Freddie Starr has been re-arrested by police probing historical allegations of sexual abuse. Scotland Yard said the latest arrest relates to a further allegation made to detectives from Operation Yewtree. Starr who was first questioned in November 2012, has denied any wrongdoing. Police said that 'Yewtree two' was further arrested after attending a police station in Warwickshire by prior appointment, before being bailed. They did not identify the entertainer by name. Following his initial arrest, Starr was re-arrested in April last year over different allegations. He is next due to return to police in February in relation to all the claims against him. Operation Yewtree is the inquiry into allegations of historical sexual abuse linked to the entertainment industry. It was launched in 2012 after it emerged the late filthy old scallywag and rotten rotter Jimmy Savile had subjected hundreds of young people and children to sexual abuse over more than five decades.

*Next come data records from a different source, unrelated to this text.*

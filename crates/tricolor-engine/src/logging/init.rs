use std::sync::Once;

/// Filter applied when neither the config nor `RUST_LOG` supplies one.
///
/// The renderer logs at info; wgpu and naga are held to warnings.
pub const DEFAULT_FILTER: &str = "info,wgpu_core=warn,wgpu_hal=warn,naga=warn";

/// How the process logger is set up.
#[derive(Debug, Clone)]
pub struct LoggingConfig {
    /// `env_logger` directives, e.g. `"tricolor_engine=trace,wgpu=warn"`.
    /// Takes precedence over `RUST_LOG`.
    pub filter: Option<String>,
    pub write_style: env_logger::WriteStyle,
}

impl Default for LoggingConfig {
    fn default() -> Self {
        Self {
            filter: None,
            write_style: env_logger::WriteStyle::Auto,
        }
    }
}

/// Explicit filter, then `RUST_LOG`, then [`DEFAULT_FILTER`].
fn effective_filter(configured: Option<String>, from_env: Option<String>) -> String {
    configured
        .or(from_env)
        .filter(|f| !f.trim().is_empty())
        .unwrap_or_else(|| DEFAULT_FILTER.to_owned())
}

static INIT: Once = Once::new();

/// Installs an `env_logger` backend for the `log` facade.
///
/// Only the first call does anything. A logger installed earlier by the host
/// is left in place.
pub fn init_logging(config: LoggingConfig) {
    INIT.call_once(|| {
        let filter = effective_filter(config.filter, std::env::var("RUST_LOG").ok());

        let installed = env_logger::Builder::new()
            .parse_filters(&filter)
            .write_style(config.write_style)
            .try_init()
            .is_ok();

        if installed {
            log::debug!("logger installed with filter `{filter}`");
        }
    });
}

#[cfg(test)]
mod tests {
    use super::*;

    #[test]
    fn configured_filter_beats_environment() {
        let f = effective_filter(Some("warn".into()), Some("trace".into()));
        assert_eq!(f, "warn");
    }

    #[test]
    fn environment_used_when_nothing_configured() {
        assert_eq!(effective_filter(None, Some("debug".into())), "debug");
    }

    #[test]
    fn blank_filters_fall_back_to_default() {
        assert_eq!(effective_filter(None, None), DEFAULT_FILTER);
        assert_eq!(effective_filter(None, Some("  ".into())), DEFAULT_FILTER);
    }

    #[test]
    fn repeated_init_is_harmless() {
        init_logging(LoggingConfig::default());
        init_logging(LoggingConfig {
            filter: Some("trace".into()),
            ..LoggingConfig::default()
        });
    }
}
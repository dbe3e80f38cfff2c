use std::fmt;

/// Programmable pipeline stage.
#[derive(Debug, Copy, Clone, Eq, PartialEq)]
pub enum ShaderStage {
    Vertex,
    Fragment,
}

impl fmt::Display for ShaderStage {
    fn fmt(&self, f: &mut fmt::Formatter<'_>) -> fmt::Result {
        match self {
            ShaderStage::Vertex => f.write_str("vertex"),
            ShaderStage::Fragment => f.write_str("fragment"),
        }
    }
}

/// Why the renderer could not be brought up.
///
/// Any of these leaves the renderer permanently disabled. Nothing retries.
#[derive(Debug, Clone, thiserror::Error)]
pub enum InitError {
    #[error("no GPU device available: {0}")]
    DeviceUnavailable(String),

    #[error("shader library failed to build: {0}")]
    ShaderLibrary(String),

    #[error("{stage} stage `{name}` not found in shader library")]
    MissingShaderStage { stage: ShaderStage, name: String },

    #[error("pipeline creation failed: {0}")]
    PipelineLink(String),
}

/// A per-frame resource that was not available when a draw was requested.
///
/// Pipeline and vertex buffer are not listed: a ready renderer always owns both,
/// and a renderer without them is disabled rather than missing a resource.
#[derive(Debug, Copy, Clone, Eq, PartialEq)]
pub enum MissingResource {
    Drawable,
    RenderPass,
}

The operation has three strands. One concerns Savile's disgusting crimes exclusively, while a second relates to allegations made against Savile and others in cahoots. The third strand termed 'others' concentrates on accusations which emerged as a result of the publicity surrounding Savile but which are unconnected to him, directly. The Metropolitan Police said the new allegation against Starr falls under the 'others' strand. The claims that led to his April arrest were also unconnected to Savile. The allegations made when he was first arrested fall under the 'Savile and others' strand. Last June, Starr's lawyer said the entertainer hoped to soon be able to clear his name and, in October, questioned the length of the investigation. At the time, police said the delay was the result of 'the complex nature' of the inquiry.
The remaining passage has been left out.